_PROBLEM REQUIREMENTS_.
Return the whole listing, keeping every character the same.

_SOURCE MATERIAL_.
// src/error.rs
// FAILURE TAXONOMY
// Every way a live lookup can go wrong, and the synthetic series each one falls back to.

use thiserror::Error;

/// Name reported when the live client is missing.
pub const CLIENT_NAME: &str = "google-trends";

/// Surfaced instead of the raw text when Google throttles us.
pub const RATE_LIMIT_NOTICE: &str = "Rate limited by Google. Using cached data.";

#[derive(Debug, Clone, PartialEq, Error)]
pub enum TrendsError {
    /// The live client is not compiled in, disabled, or failed to start.
    #[error("{0} not installed")]
    ClientUnavailable(&'static str),

    /// The query went through but Google had nothing for the keyword.
    #[error("No data available for this keyword")]
    EmptyResult,

    /// HTTP 429 / "Too Many Requests". Holds the raw message for the logs.
    #[error("{0}")]
    RateLimited(String),

    /// Anything else the query raised.
    #[error("{0}")]
    Query(String),
}

/// Starting point and step size of a synthetic series.
#[derive(Debug, Clone, Copy, PartialEq)]
pub struct FallbackProfile {
    pub base_value: f64,
    pub volatility: f64,
}

impl TrendsError {
    /// Sorts a raw failure message into rate-limited vs. everything else.
    /// Substring matching on free text; keep the rule here and nowhere else.
    pub fn classify(message: impl Into<String>) -> Self {
        let message = message.into();
        if message.contains("429") || message.contains("Too Many Requests") {
            TrendsError::RateLimited(message)
        } else {
            TrendsError::Query(message)
        }
    }

    /// The text that ends up in the `error` field of the output.
    pub fn user_message(&self) -> String {
        match self {
            TrendsError::RateLimited(_) => RATE_LIMIT_NOTICE.to_string(),
            other => other.to_string(),
        }
    }

    /// Baseline and volatility for the replacement series.
    /// Query failures seed from the keyword itself.
    pub fn fallback_profile(&self, keyword: &str) -> FallbackProfile {
        match self {
            TrendsError::ClientUnavailable(_) => FallbackProfile { base_value: 50.0, volatility: 10.0 },
            TrendsError::EmptyResult => FallbackProfile { base_value: 40.0, volatility: 8.0 },
            TrendsError::RateLimited(_) | TrendsError::Query(_) => FallbackProfile {
                base_value: crate::scout::keyword_baseline(keyword),
                volatility: 12.0,
            },
        }
    }
}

_PROBLEM SOLUTION_.
// src/error.rs
// FAILURE TAXONOMY
// Every way a live lookup can go wrong, and the synthetic series each one falls back to.

use thiserror::Error;

/// Name reported when the live client is missing.
pub const CLIENT_NAME: &str = "google-trends";

/// Surfaced instead of the raw text when Google throttles us.
pub const RATE_LIMIT_NOTICE: &str = "Rate limited by Google. Using cached data.";

#[derive(Debug, Clone, PartialEq, Error)]
pub enum TrendsError {
    /// The live client is not compiled in, disabled, or failed to start.
    #[error("{0} not installed")]
    ClientUnavailable(&'static str),

    /// The query went through but Google had nothing for the keyword.
    #[error("No data available for this keyword")]
    EmptyResult,

    /// HTTP 429 / "Too Many Requests". Holds the raw message for the logs.
    #[error("{0}")]
    RateLimited(String),

    /// Anything else the query raised.
    #[error("{0}")]
    Query(String),
}

/// Starting point and step size of a synthetic series.
#[derive(Debug, Clone, Copy, PartialEq)]
pub struct FallbackProfile {
    pub base_value: f64,
    pub volatility: f64,
}

impl TrendsError {
    /// Sorts a raw failure message into rate-limited vs. everything else.
    /// Substring matching on free text; keep the rule here and nowhere else.
    pub fn classify(message: impl Into<String>) -> Self {
        let message = message.into();
        if message.contains("429") || message.contains("Too Many Requests") {
            TrendsError::RateLimited(message)
        } else {
            TrendsError::Query(message)
        }
    }

    /// The text that ends up in the `error` field of the output.
    pub fn user_message(&self) -> String {
        match self {
            TrendsError::RateLimited(_) => RATE_LIMIT_NOTICE.to_string(),
            other => other.to_string(),
        }
    }

    /// Baseline and volatility for the replacement series.
    /// Query failures seed from the keyword itself.
    pub fn fallback_profile(&self, keyword: &str) -> FallbackProfile {
        match self {
            TrendsError::ClientUnavailable(_) => FallbackProfile { base_value: 50.0, volatility: 10.0 },
            TrendsError::EmptyResult => FallbackProfile { base_value: 40.0, volatility: 8.0 },
            TrendsError::RateLimited(_) | TrendsError::Query(_) => FallbackProfile {
                base_value: crate::scout::keyword_baseline(keyword),
                volatility: 12.0,
            },
        }
    }
}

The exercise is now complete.